WHAT THE TASK ASKS:
Look through the material below and copy exactly the lines from the line with "#[derive(Debug)]" to the line with "use std::collections::HashSet;", those two lines included.

PROVIDED INFORMATION below:

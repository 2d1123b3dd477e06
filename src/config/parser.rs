use crate::config::types::Config;
use crate::config::validation::validate;
use crate::ConfigError;
use sha2::{Digest, Sha256};
use std::path::Path;

/// Loads and parses a configuration file from the given path
///
/// # Arguments
///
/// * `path` - Path to the TOML configuration file
///
/// # Returns
///
/// * `Ok(Config)` - Successfully loaded and validated configuration
/// * `Err(ConfigError)` - Failed to load, parse, or validate the configuration
pub fn load_config(path: &Path) -> Result<Config, ConfigError> {
    let content = std::fs::read_to_string(path)?;

    let config: Config = toml::from_str(&content)?;

    validate(&config)?;

    Ok(config)
}

/// Computes a SHA-256 hash of the configuration file content
///
/// This is used to detect if the configuration has changed between runs.
pub fn compute_config_hash(path: &Path) -> Result<String, ConfigError> {
    let content = std::fs::read_to_string(path)?;
    let mut hasher = Sha256::new();
    hasher.update(content.as_bytes());
    let result = hasher.finalize();
    Ok(hex::encode(result))
}

/// Loads a configuration and returns both the config and its hash
pub fn load_config_with_hash(path: &Path) -> Result<(Config, String), ConfigError> {
    let config = load_config(path)?;
    let hash = compute_config_hash(path)?;
    Ok((config, hash))
}
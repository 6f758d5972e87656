//! Error taxonomy: the closed set of failure categories a caller can observe.
//!
//! Raw faults are turned into a [`ClassifiedError`] exactly once, by [`classify`],
//! at the boundary where they are first seen. Retry decisions consult
//! [`ClassifiedError::is_retryable`] and nothing else.

use thiserror::Error;

use crate::envelope::ErrorEnvelope;

/// A classified failure. Carries enough to decide retryability and to render
/// a message, never the low-level fault object itself.
#[derive(Debug, Clone, PartialEq, Eq, Error)]
pub enum ClassifiedError {
    #[error("Network unavailable: {0}")]
    NetworkUnavailable(String),

    #[error("Request timed out")]
    Timeout,

    #[error("Server error (status {status}): {}", .message.as_deref().unwrap_or("no message"))]
    Server {
        status: u16,
        message: Option<String>,
    },

    #[error("Failed to decode response: {0}")]
    DecodeFailure(String),

    #[error("Invalid request target: {0}")]
    InvalidTarget(String),

    #[error("Request cancelled")]
    Cancelled,

    #[error("Unknown error: {0}")]
    Unknown(String),
}

impl ClassifiedError {
    /// Whether another attempt of the same request could succeed.
    ///
    /// Timeouts, connectivity loss and 5xx responses are transient; everything
    /// else fails the same way on every attempt.
    pub fn is_retryable(&self) -> bool {
        match self {
            ClassifiedError::Timeout | ClassifiedError::NetworkUnavailable(_) => true,
            ClassifiedError::Server { status, .. } => *status >= 500,
            ClassifiedError::DecodeFailure(_)
            | ClassifiedError::InvalidTarget(_)
            | ClassifiedError::Cancelled
            | ClassifiedError::Unknown(_) => false,
        }
    }

    /// Stable, machine-friendly name of the variant (for logs and metrics labels).
    pub fn kind(&self) -> &'static str {
        match self {
            ClassifiedError::NetworkUnavailable(_) => "network_unavailable",
            ClassifiedError::Timeout => "timeout",
            ClassifiedError::Server { .. } => "server",
            ClassifiedError::DecodeFailure(_) => "decode_failure",
            ClassifiedError::InvalidTarget(_) => "invalid_target",
            ClassifiedError::Cancelled => "cancelled",
            ClassifiedError::Unknown(_) => "unknown",
        }
    }
}

/// What a transport reports when it could not produce a response at all.
#[derive(Debug, Clone, PartialEq, Eq)]
pub enum TransportFault {
    /// Connection refused/reset, no route, TLS failure.
    Connect(String),
    /// Host name could not be resolved.
    Dns(String),
    /// The transport's own timer fired.
    TimedOut,
    /// The request URL could not be built or was rejected before sending.
    InvalidTarget(String),
    Other(String),
}

/// A raw fault, as observed at the boundary, before classification.
#[derive(Debug)]
pub enum Fault<'a> {
    Transport(TransportFault),
    /// A response arrived with a status outside 2xx.
    Status { status: u16, body: &'a [u8] },
    /// A 2xx body did not match the expected shape.
    Decode(serde_json::Error),
    /// The per-attempt deadline elapsed before the transport finished.
    DeadlineElapsed,
    Cancelled,
}

/// Total mapping from raw faults to the taxonomy.
pub fn classify(fault: Fault<'_>) -> ClassifiedError {
    match fault {
        Fault::Transport(TransportFault::Connect(detail))
        | Fault::Transport(TransportFault::Dns(detail)) => {
            ClassifiedError::NetworkUnavailable(detail)
        }
        Fault::Transport(TransportFault::TimedOut) | Fault::DeadlineElapsed => {
            ClassifiedError::Timeout
        }
        Fault::Transport(TransportFault::InvalidTarget(detail)) => {
            ClassifiedError::InvalidTarget(detail)
        }
        Fault::Transport(TransportFault::Other(detail)) => ClassifiedError::Unknown(detail),
        Fault::Status { status, body } => ClassifiedError::Server {
            status,
            message: ErrorEnvelope::parse(body).map(|e| e.error),
        },
        Fault::Decode(e) => ClassifiedError::DecodeFailure(e.to_string()),
        Fault::Cancelled => ClassifiedError::Cancelled,
    }
}
use std::collections::HashSet;

use serde::{Deserialize, Serialize};

use crate::envelope::Violation;
use crate::plan::{Plan, Weekday};

/// Upper bound on a daily budget; anything above a full day is a typo.
const MAX_DAILY_HOURS: f64 = 24.0;

/// Snapshot of the user the content is generated for.
#[derive(Debug, Clone, PartialEq, Serialize, Deserialize)]
#[serde(rename_all = "camelCase")]
pub struct Profile {
    pub name: String,
    pub stage: String,
    pub target_role: String,
    pub time_budget_hours_per_day: f64,
    pub available_days: Vec<Weekday>,
    #[serde(default, skip_serializing_if = "Option::is_none")]
    pub constraints: Option<String>,
}

impl Profile {
    /// Returns every rule this profile breaks. Empty means valid.
    pub fn violations(&self) -> Vec<Violation> {
        let mut violations = Vec::new();

        if self.name.trim().is_empty() {
            violations.push(Violation::new("/profile/name", "must not be empty"));
        }
        if self.target_role.trim().is_empty() {
            violations.push(Violation::new("/profile/targetRole", "must not be empty"));
        }

        let budget = self.time_budget_hours_per_day;
        if !budget.is_finite() || budget <= 0.0 {
            violations.push(Violation::new(
                "/profile/timeBudgetHoursPerDay",
                "must be a positive number",
            ));
        } else if budget > MAX_DAILY_HOURS {
            violations.push(Violation::new(
                "/profile/timeBudgetHoursPerDay",
                format!("must not exceed {MAX_DAILY_HOURS} hours"),
            ));
        }

        if self.available_days.is_empty() {
            violations.push(Violation::new(
                "/profile/availableDays",
                "must contain at least one day",
            ));
        }
        let mut seen = HashSet::new();
        for (i, day) in self.available_days.iter().enumerate() {
            if !seen.insert(*day) {
                violations.push(Violation::new(
                    format!("/profile/availableDays/{i}"),
                    format!("duplicate day '{day}'"),
                ));
            }
        }

        violations
    }
}

/// Body of `POST /generate/routine` and `POST /generate/prep`.
#[derive(Debug, Clone, PartialEq, Serialize, Deserialize)]
pub struct GenerateRequest {
    pub profile: Profile,
}

/// Body of `POST /reroll/{section}`.
#[derive(Debug, Clone, PartialEq, Serialize, Deserialize)]
pub struct RerollRequest {
    pub profile: Profile,
    pub plan: Plan,
}
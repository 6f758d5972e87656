// Routine, prep pack and reroll generation.
// All LLM calls go through llm_client; all model output goes through pipeline.

pub mod generator;
pub mod handlers;
pub mod prompts;
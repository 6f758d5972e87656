use std::fmt;
use std::str::FromStr;

use serde::{Deserialize, Serialize};

use crate::plan::{DailyTasks, DaySchedule, Resource};

/// The plan sections that can be regenerated on their own.
#[derive(Debug, Clone, Copy, PartialEq, Eq, Hash)]
pub enum RerollSection {
    TimeBlocks,
    Resources,
    DailyTasks,
}

impl RerollSection {
    pub const ALL: [RerollSection; 3] = [
        RerollSection::TimeBlocks,
        RerollSection::Resources,
        RerollSection::DailyTasks,
    ];

    /// Path segment and response key for this section.
    pub fn as_str(&self) -> &'static str {
        match self {
            RerollSection::TimeBlocks => "timeBlocks",
            RerollSection::Resources => "resources",
            RerollSection::DailyTasks => "dailyTasks",
        }
    }
}

impl fmt::Display for RerollSection {
    fn fmt(&self, f: &mut fmt::Formatter<'_>) -> fmt::Result {
        f.write_str(self.as_str())
    }
}

impl FromStr for RerollSection {
    type Err = String;

    fn from_str(s: &str) -> Result<Self, Self::Err> {
        RerollSection::ALL
            .into_iter()
            .find(|section| section.as_str() == s)
            .ok_or_else(|| format!("unknown reroll section '{s}'"))
    }
}

#[derive(Debug, Clone, PartialEq, Serialize, Deserialize)]
#[serde(rename_all = "camelCase", deny_unknown_fields)]
pub struct TimeBlocksSection {
    pub time_blocks: DaySchedule,
}

#[derive(Debug, Clone, PartialEq, Eq, Serialize, Deserialize)]
#[serde(deny_unknown_fields)]
pub struct ResourcesSection {
    pub resources: Vec<Resource>,
}

#[derive(Debug, Clone, PartialEq, Eq, Serialize, Deserialize)]
#[serde(rename_all = "camelCase", deny_unknown_fields)]
pub struct DailyTasksSection {
    pub daily_tasks: DailyTasks,
}
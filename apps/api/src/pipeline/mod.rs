//! Server-side reliability pipeline for raw model output:
//! Response Recovery → Schema Validator → typed decode. Time-budget
//! normalization runs afterwards on the typed value (see [`normalize`]).
//!
//! Every stage is a synchronous transformation over one request's payload.
//! The only shared state is the read-only [`schema::SchemaRegistry`].

pub mod normalize;
pub mod recovery;
pub mod schema;

use anyhow::Context;
use serde::de::DeserializeOwned;

use crate::errors::AppError;
use crate::pipeline::recovery::{parse_with_recovery, DiagnosticSink};
use crate::pipeline::schema::{ResponseKind, SchemaRegistry};

/// Recovers, validates and decodes one model response of the given kind.
pub fn process_model_output<T: DeserializeOwned>(
    raw: &str,
    kind: ResponseKind,
    schemas: &SchemaRegistry,
    sink: &dyn DiagnosticSink,
) -> Result<T, AppError> {
    let value = parse_with_recovery(raw, sink)?;

    schemas
        .validate(kind, &value)
        .map_err(|violations| AppError::schema(kind.subject(), violations))?;

    // The schema is stricter than the types, so this only fails on a schema/type drift.
    serde_json::from_value(value)
        .with_context(|| format!("{} passed schema validation but failed to decode", kind.subject()))
        .map_err(AppError::Internal)
}
use serde::{Deserialize, Serialize};
use serde_json::Value;

/// Body of every non-2xx response from the API.
///
/// `details` is only populated for validation failures, where it carries
/// the full list of [`Violation`]s.
#[derive(Debug, Clone, PartialEq, Serialize, Deserialize)]
#[serde(rename_all = "camelCase")]
pub struct ErrorEnvelope {
    pub error: String,
    #[serde(default, skip_serializing_if = "Option::is_none")]
    pub details: Option<Value>,
    #[serde(default, skip_serializing_if = "Option::is_none")]
    pub trace_id: Option<String>,
}

/// A single contract violation: where it happened and which rule it broke.
#[derive(Debug, Clone, PartialEq, Eq, Serialize, Deserialize)]
pub struct Violation {
    /// JSON pointer into the offending document, e.g. `/timeBlocks/Mon/0/hours`.
    pub path: String,
    pub message: String,
}

impl Violation {
    pub fn new(path: impl Into<String>, message: impl Into<String>) -> Self {
        Self {
            path: path.into(),
            message: message.into(),
        }
    }
}

impl ErrorEnvelope {
    /// Parses an envelope out of a raw error body. Returns `None` for bodies
    /// that are not envelopes (HTML error pages, empty bodies, ...).
    pub fn parse(body: &[u8]) -> Option<Self> {
        serde_json::from_slice(body).ok()
    }
}
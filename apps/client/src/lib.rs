//! Cadence API client.
//!
//! [`CadenceClient`] exposes one async method per endpoint. Each method is a
//! single logical call run through the [`Orchestrator`]: it gets its own trace
//! id, its own backoff schedule and a caller-owned [`CancellationToken`], and
//! resolves to either the decoded payload or exactly one [`ClassifiedError`].

pub mod orchestrator;
pub mod schedule;
pub mod transport;

#[cfg(test)]
mod test_support;

use std::sync::Arc;
use std::time::Duration;

use anyhow::Context;
use contracts::{
    ClassifiedError, DailyTasksSection, HealthResponse, Plan, PrepPack, PrepResponse, Profile,
    RerollRequest, RerollSection, ResourcesSection, RoutineResponse, TimeBlocksSection,
};
use serde::Serialize;
use tokio_util::sync::CancellationToken;
use url::Url;
use uuid::Uuid;

pub use orchestrator::{LogicalCall, Orchestrator, RequestState};
pub use schedule::{BackoffSchedule, ScheduleError};
pub use transport::{ApiRequest, HttpTransport, RawResponse, Transport};

const DEFAULT_API_URL: &str = "http://localhost:8080/";
/// Kept above the server's 55s model-call timeout.
const DEFAULT_ATTEMPT_TIMEOUT_SECS: u64 = 60;

#[derive(Debug, Clone)]
pub struct ClientConfig {
    pub base_url: String,
    pub attempt_timeout: Duration,
    /// Routine and prep generation.
    pub generation_schedule: BackoffSchedule,
    pub reroll_schedule: BackoffSchedule,
}

impl Default for ClientConfig {
    fn default() -> Self {
        Self {
            base_url: DEFAULT_API_URL.to_string(),
            attempt_timeout: Duration::from_secs(DEFAULT_ATTEMPT_TIMEOUT_SECS),
            generation_schedule: BackoffSchedule::generation(),
            reroll_schedule: BackoffSchedule::reroll(),
        }
    }
}

impl ClientConfig {
    /// Reads `CADENCE_API_URL` and `CADENCE_ATTEMPT_TIMEOUT_SECS`, falling back to defaults.
    pub fn from_env() -> anyhow::Result<Self> {
        dotenvy::dotenv().ok(); // load .env if present; ignore if missing

        let mut config = Self::default();
        if let Ok(raw) = std::env::var("CADENCE_API_URL") {
            Url::parse(&raw).with_context(|| format!("CADENCE_API_URL is not a URL: '{raw}'"))?;
            config.base_url = raw;
        }
        if let Ok(raw) = std::env::var("CADENCE_ATTEMPT_TIMEOUT_SECS") {
            let secs = raw
                .parse::<u64>()
                .with_context(|| format!("CADENCE_ATTEMPT_TIMEOUT_SECS must be whole seconds, got '{raw}'"))?;
            anyhow::ensure!(secs > 0, "CADENCE_ATTEMPT_TIMEOUT_SECS must be positive");
            config.attempt_timeout = Duration::from_secs(secs);
        }
        Ok(config)
    }
}

#[derive(Clone)]
pub struct CadenceClient {
    orchestrator: Orchestrator,
    config: ClientConfig,
}

impl CadenceClient {
    /// Client over HTTP.
    pub fn new(config: ClientConfig) -> anyhow::Result<Self> {
        let base_url = Url::parse(&config.base_url)
            .with_context(|| format!("Invalid API base URL '{}'", config.base_url))?;
        let transport = HttpTransport::new(base_url).context("Failed to build HTTP client")?;
        Ok(Self::with_transport(Arc::new(transport), config))
    }

    pub fn with_transport(transport: Arc<dyn Transport>, config: ClientConfig) -> Self {
        Self {
            orchestrator: Orchestrator::new(transport, config.attempt_timeout),
            config,
        }
    }

    pub async fn generate_routine(
        &self,
        profile: &Profile,
        cancel: &CancellationToken,
    ) -> Result<Plan, ClassifiedError> {
        let request = post("generate/routine", &ProfileBody { profile })?;
        let call = LogicalCall::retryable(request, self.config.generation_schedule.clone());
        let response: RoutineResponse = self.orchestrator.execute(&call, cancel).await?;
        Ok(response.plan)
    }

    pub async fn generate_prep(
        &self,
        profile: &Profile,
        cancel: &CancellationToken,
    ) -> Result<PrepPack, ClassifiedError> {
        let request = post("generate/prep", &ProfileBody { profile })?;
        let call = LogicalCall::retryable(request, self.config.generation_schedule.clone());
        let response: PrepResponse = self.orchestrator.execute(&call, cancel).await?;
        Ok(response.prep)
    }

    pub async fn reroll_time_blocks(
        &self,
        request: &RerollRequest,
        cancel: &CancellationToken,
    ) -> Result<TimeBlocksSection, ClassifiedError> {
        self.reroll(RerollSection::TimeBlocks, request, cancel).await
    }

    pub async fn reroll_resources(
        &self,
        request: &RerollRequest,
        cancel: &CancellationToken,
    ) -> Result<ResourcesSection, ClassifiedError> {
        self.reroll(RerollSection::Resources, request, cancel).await
    }

    pub async fn reroll_daily_tasks(
        &self,
        request: &RerollRequest,
        cancel: &CancellationToken,
    ) -> Result<DailyTasksSection, ClassifiedError> {
        self.reroll(RerollSection::DailyTasks, request, cancel).await
    }

    /// Liveness check. Never retried: a failing health check should say so at once.
    pub async fn health(&self, cancel: &CancellationToken) -> Result<HealthResponse, ClassifiedError> {
        let call = LogicalCall::once(traced(ApiRequest::get("health")));
        self.orchestrator.execute(&call, cancel).await
    }

    async fn reroll<R: serde::de::DeserializeOwned>(
        &self,
        section: RerollSection,
        request: &RerollRequest,
        cancel: &CancellationToken,
    ) -> Result<R, ClassifiedError> {
        let request = post(&format!("reroll/{section}"), request)?;
        let call = LogicalCall::retryable(request, self.config.reroll_schedule.clone());
        self.orchestrator.execute(&call, cancel).await
    }
}

#[derive(Serialize)]
struct ProfileBody<'a> {
    profile: &'a Profile,
}

/// Serializes the body once; every attempt resends the same bytes and trace id.
fn post<B: Serialize>(path: &str, body: &B) -> Result<ApiRequest, ClassifiedError> {
    let bytes = serde_json::to_vec(body)
        .map_err(|e| ClassifiedError::Unknown(format!("Failed to encode request body: {e}")))?;
    Ok(traced(ApiRequest::post_json(path, bytes)))
}

fn traced(request: ApiRequest) -> ApiRequest {
    request.with_trace_id(Uuid::new_v4().to_string())
}

#[cfg(test)]
mod tests {
    use chrono::NaiveDate;
    use contracts::{TimeBlock, Weekday};
    use std::collections::BTreeMap;

    use super::*;
    use crate::test_support::{ScriptedTransport, Step};
    use crate::transport::Method;

    fn client(transport: Arc<ScriptedTransport>) -> CadenceClient {
        CadenceClient::with_transport(transport, ClientConfig::default())
    }

    fn profile() -> Profile {
        Profile {
            name: "Ada".to_string(),
            stage: "interviewing".to_string(),
            target_role: "Backend Engineer".to_string(),
            time_budget_hours_per_day: 2.0,
            available_days: vec![Weekday::Mon],
            constraints: None,
        }
    }

    fn plan() -> Plan {
        let mut time_blocks = BTreeMap::new();
        time_blocks.insert(
            Weekday::Mon,
            vec![TimeBlock {
                label: "Mock interview".to_string(),
                hours: 2.0,
            }],
        );
        Plan {
            week_of: NaiveDate::from_ymd_opt(2026, 10, 19).unwrap(),
            time_blocks,
            daily_tasks: BTreeMap::new(),
            milestones: vec![],
            resources: vec![],
            version: 7,
        }
    }

    const ROUTINE_BODY: &str = r#"{"plan": {
        "weekOf": "2026-10-19",
        "timeBlocks": {"Mon": [{"label": "Mock interview", "hours": 2.0}]},
        "dailyTasks": {},
        "milestones": [],
        "resources": [],
        "version": 7
    }}"#;

    #[tokio::test(start_paused = true)]
    async fn test_generate_routine_retries_then_decodes() {
        let transport = ScriptedTransport::new(vec![
            Step::Respond(502, r#"{"error": "An AI processing error occurred"}"#),
            Step::Respond(200, ROUTINE_BODY),
        ]);

        let plan_out = client(transport.clone())
            .generate_routine(&profile(), &CancellationToken::new())
            .await
            .unwrap();

        assert_eq!(plan_out, plan());
        let requests = transport.requests.lock().unwrap();
        assert_eq!(requests.len(), 2);
        assert_eq!(requests[0].path, "generate/routine");
        assert_eq!(requests[0].method, Method::Post);
        // Same logical call, same trace id and body on every attempt.
        assert_eq!(requests[0], requests[1]);

        let body: serde_json::Value =
            serde_json::from_slice(requests[0].body.as_deref().unwrap()).unwrap();
        assert_eq!(body["profile"]["targetRole"], "Backend Engineer");
    }

    #[tokio::test(start_paused = true)]
    async fn test_reroll_uses_section_path_and_schedule() {
        let transport = ScriptedTransport::new(vec![
            Step::Fail(contracts::TransportFault::Connect("refused".to_string())),
            Step::Respond(200, r#"{"dailyTasks": {"Mon": ["Two graph problems"]}}"#),
        ]);
        let request = RerollRequest {
            profile: profile(),
            plan: plan(),
        };
        let started = tokio::time::Instant::now();

        let section = client(transport.clone())
            .reroll_daily_tasks(&request, &CancellationToken::new())
            .await
            .unwrap();

        assert_eq!(section.daily_tasks[&Weekday::Mon], vec!["Two graph problems"]);
        assert_eq!(transport.requests.lock().unwrap()[0].path, "reroll/dailyTasks");
        // Reroll schedule: first wait is 0.5s.
        assert!(started.elapsed() >= Duration::from_millis(500));
    }

    #[tokio::test(start_paused = true)]
    async fn test_health_is_not_retried() {
        let transport = ScriptedTransport::always(Step::Respond(503, "{}"));

        let err = client(transport.clone())
            .health(&CancellationToken::new())
            .await
            .unwrap_err();

        assert_eq!(err, ClassifiedError::Server { status: 503, message: None });
        assert_eq!(transport.attempts(), 1);
    }

    #[tokio::test(start_paused = true)]
    async fn test_wrong_payload_shape_is_decode_failure() {
        let transport = ScriptedTransport::always(Step::Respond(200, r#"{"prep": null}"#));

        let err = client(transport.clone())
            .generate_prep(&profile(), &CancellationToken::new())
            .await
            .unwrap_err();

        assert!(matches!(err, ClassifiedError::DecodeFailure(_)));
        assert_eq!(transport.attempts(), 1);
    }

    #[test]
    fn test_default_config() {
        let config = ClientConfig::default();
        assert_eq!(config.base_url, "http://localhost:8080/");
        assert_eq!(config.attempt_timeout, Duration::from_secs(60));
        assert_eq!(config.generation_schedule, BackoffSchedule::generation());
        assert_eq!(config.reroll_schedule, BackoffSchedule::reroll());
    }
}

End of PROVIDED INFORMATION.

PROBLEM SOLUTION:
#[derive(Debug)]
pub enum Fault<'a> {
    Transport(TransportFault),
    /// A response arrived with a status outside 2xx.
    Status { status: u16, body: &'a [u8] },
    /// A 2xx body did not match the expected shape.
    Decode(serde_json::Error),
    /// The per-attempt deadline elapsed before the transport finished.
    DeadlineElapsed,
    Cancelled,
}

/// Total mapping from raw faults to the taxonomy.
pub fn classify(fault: Fault<'_>) -> ClassifiedError {
    match fault {
        Fault::Transport(TransportFault::Connect(detail))
        | Fault::Transport(TransportFault::Dns(detail)) => {
            ClassifiedError::NetworkUnavailable(detail)
        }
        Fault::Transport(TransportFault::TimedOut) | Fault::DeadlineElapsed => {
            ClassifiedError::Timeout
        }
        Fault::Transport(TransportFault::InvalidTarget(detail)) => {
            ClassifiedError::InvalidTarget(detail)
        }
        Fault::Transport(TransportFault::Other(detail)) => ClassifiedError::Unknown(detail),
        Fault::Status { status, body } => ClassifiedError::Server {
            status,
            message: ErrorEnvelope::parse(body).map(|e| e.error),
        },
        Fault::Decode(e) => ClassifiedError::DecodeFailure(e.to_string()),
        Fault::Cancelled => ClassifiedError::Cancelled,
    }
}
use std::collections::HashSet;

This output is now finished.